● **Required action**: Take down each entry exactly as written.

Provided records Start Marker

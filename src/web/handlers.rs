use askama::Template;
use axum::{
    Json,
    extract::State,
    response::{Html, IntoResponse, Response},
};
use tracing::{error, info};

use crate::{
    app_state::AppState,
    web::{
        dtos::{JobsResponse, RefreshResponse},
        pages::IndexPage,
    },
};

pub async fn home(State(state): State<AppState>) -> Response {
    let snapshot = state.store.read();
    let page = IndexPage {
        listings: snapshot.listings(),
        last_updated: snapshot.last_updated(),
        total_jobs: snapshot.len(),
    };

    render_or_fallback(&page)
}

/// Served in place of the listing page when the template fails to render.
pub const FALLBACK_PAGE: &str = "<!DOCTYPE html><html><head><title>Visa Sponsorship Jobs</title></head>\
<body><h1>Visa Sponsorship Jobs</h1><p>Listings are temporarily unavailable.</p>\
<p><a href=\"/api/jobs\">View as JSON</a></p></body></html>";

fn render_or_fallback<T: Template>(page: &T) -> Response {
    match page.render() {
        Ok(html) => Html(html).into_response(),
        Err(e) => {
            error!("Failed to render page, serving fallback: {}", e);
            Html(FALLBACK_PAGE).into_response()
        }
    }
}

#[utoipa::path(
    get,
    path = "/api/jobs",
    tag = "jobs",
    responses(
        (status = 200, description = "Listings from the latest refresh", body = JobsResponse)
    )
)]
pub async fn list_jobs(State(state): State<AppState>) -> Json<JobsResponse> {
    let snapshot = state.store.read();
    Json(JobsResponse::from(snapshot.as_ref()))
}

/// Runs a refresh on the request task. Always succeeds; a failed fetch just
/// means the response counts only the sample listings.
#[utoipa::path(
    get,
    path = "/refresh",
    tag = "jobs",
    responses(
        (status = 200, description = "Refresh completed", body = RefreshResponse)
    )
)]
pub async fn refresh_jobs(State(state): State<AppState>) -> Json<RefreshResponse> {
    info!("Manual refresh requested");
    let snapshot = state.pipeline.run().await;
    Json(RefreshResponse::from(snapshot.as_ref()))
}

#[cfg(test)]
mod tests {
    use std::fmt;

    use axum::http::StatusCode;

    use super::*;

    struct Unprintable;

    impl fmt::Display for Unprintable {
        fn fmt(&self, _f: &mut fmt::Formatter<'_>) -> fmt::Result {
            Err(fmt::Error)
        }
    }

    #[derive(Template)]
    #[template(source = "<p>{{ value }}</p>", ext = "html")]
    struct BrokenPage {
        value: Unprintable,
    }

    #[derive(Template)]
    #[template(source = "<p>{{ value }}</p>", ext = "html")]
    struct PlainPage<'a> {
        value: &'a str,
    }

    async fn body_text(response: Response) -> String {
        let bytes = axum::body::to_bytes(response.into_body(), usize::MAX)
            .await
            .unwrap();
        String::from_utf8(bytes.to_vec()).unwrap()
    }

    #[tokio::test]
    async fn test_render_failure_serves_fallback_page() {
        let response = render_or_fallback(&BrokenPage { value: Unprintable });
        assert_eq!(response.status(), StatusCode::OK);
        assert_eq!(body_text(response).await, FALLBACK_PAGE);
    }

    #[tokio::test]
    async fn test_rendered_page_is_escaped() {
        let response = render_or_fallback(&PlainPage { value: "Chef & <Cook>" });
        assert_eq!(response.status(), StatusCode::OK);
        assert_eq!(body_text(response).await, "<p>Chef &amp; &lt;Cook&gt;</p>");
    }
}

Provided records End Marker

● **Output for this exercise**:
filename src/web/handlers.rs
use askama::Template;
use axum::{
    Json,
    extract::State,
    response::{Html, IntoResponse, Response},
};
use tracing::{error, info};

use crate::{
    app_state::AppState,
    web::{
        dtos::{JobsResponse, RefreshResponse},
        pages::IndexPage,
    },
};

pub async fn home(State(state): State<AppState>) -> Response {
    let snapshot = state.store.read();
    let page = IndexPage {
        listings: snapshot.listings(),
        last_updated: snapshot.last_updated(),
        total_jobs: snapshot.len(),
    };

    render_or_fallback(&page)
}

/// Served in place of the listing page when the template fails to render.
pub const FALLBACK_PAGE: &str = "<!DOCTYPE html><html><head><title>Visa Sponsorship Jobs</title></head>\
<body><h1>Visa Sponsorship Jobs</h1><p>Listings are temporarily unavailable.</p>\
<p><a href=\"/api/jobs\">View as JSON</a></p></body></html>";

fn render_or_fallback<T: Template>(page: &T) -> Response {
    match page.render() {
        Ok(html) => Html(html).into_response(),
        Err(e) => {
            error!("Failed to render page, serving fallback: {}", e);
            Html(FALLBACK_PAGE).into_response()
        }
    }
}

#[utoipa::path(
    get,
    path = "/api/jobs",
    tag = "jobs",
    responses(
        (status = 200, description = "Listings from the latest refresh", body = JobsResponse)
    )
)]
pub async fn list_jobs(State(state): State<AppState>) -> Json<JobsResponse> {
    let snapshot = state.store.read();
    Json(JobsResponse::from(snapshot.as_ref()))
}

/// Runs a refresh on the request task. Always succeeds; a failed fetch just
/// means the response counts only the sample listings.
#[utoipa::path(
    get,
    path = "/refresh",
    tag = "jobs",
    responses(
        (status = 200, description = "Refresh completed", body = RefreshResponse)
    )
)]
pub async fn refresh_jobs(State(state): State<AppState>) -> Json<RefreshResponse> {
    info!("Manual refresh requested");
    let snapshot = state.pipeline.run().await;
    Json(RefreshResponse::from(snapshot.as_ref()))
}

#[cfg(test)]
mod tests {
    use std::fmt;

    use axum::http::StatusCode;

    use super::*;

    struct Unprintable;

    impl fmt::Display for Unprintable {
        fn fmt(&self, _f: &mut fmt::Formatter<'_>) -> fmt::Result {
            Err(fmt::Error)
        }
    }

    #[derive(Template)]
    #[template(source = "<p>{{ value }}</p>", ext = "html")]
    struct BrokenPage {
        value: Unprintable,
    }

    #[derive(Template)]
    #[template(source = "<p>{{ value }}</p>", ext = "html")]
    struct PlainPage<'a> {
        value: &'a str,
    }

    async fn body_text(response: Response) -> String {
        let bytes = axum::body::to_bytes(response.into_body(), usize::MAX)
            .await
            .unwrap();
        String::from_utf8(bytes.to_vec()).unwrap()
    }

    #[tokio::test]
    async fn test_render_failure_serves_fallback_page() {
        let response = render_or_fallback(&BrokenPage { value: Unprintable });
        assert_eq!(response.status(), StatusCode::OK);
        assert_eq!(body_text(response).await, FALLBACK_PAGE);
    }

    #[tokio::test]
    async fn test_rendered_page_is_escaped() {
        let response = render_or_fallback(&PlainPage { value: "Chef & <Cook>" });
        assert_eq!(response.status(), StatusCode::OK);
        assert_eq!(body_text(response).await, "<p>Chef &amp; &lt;Cook&gt;</p>");
    }
}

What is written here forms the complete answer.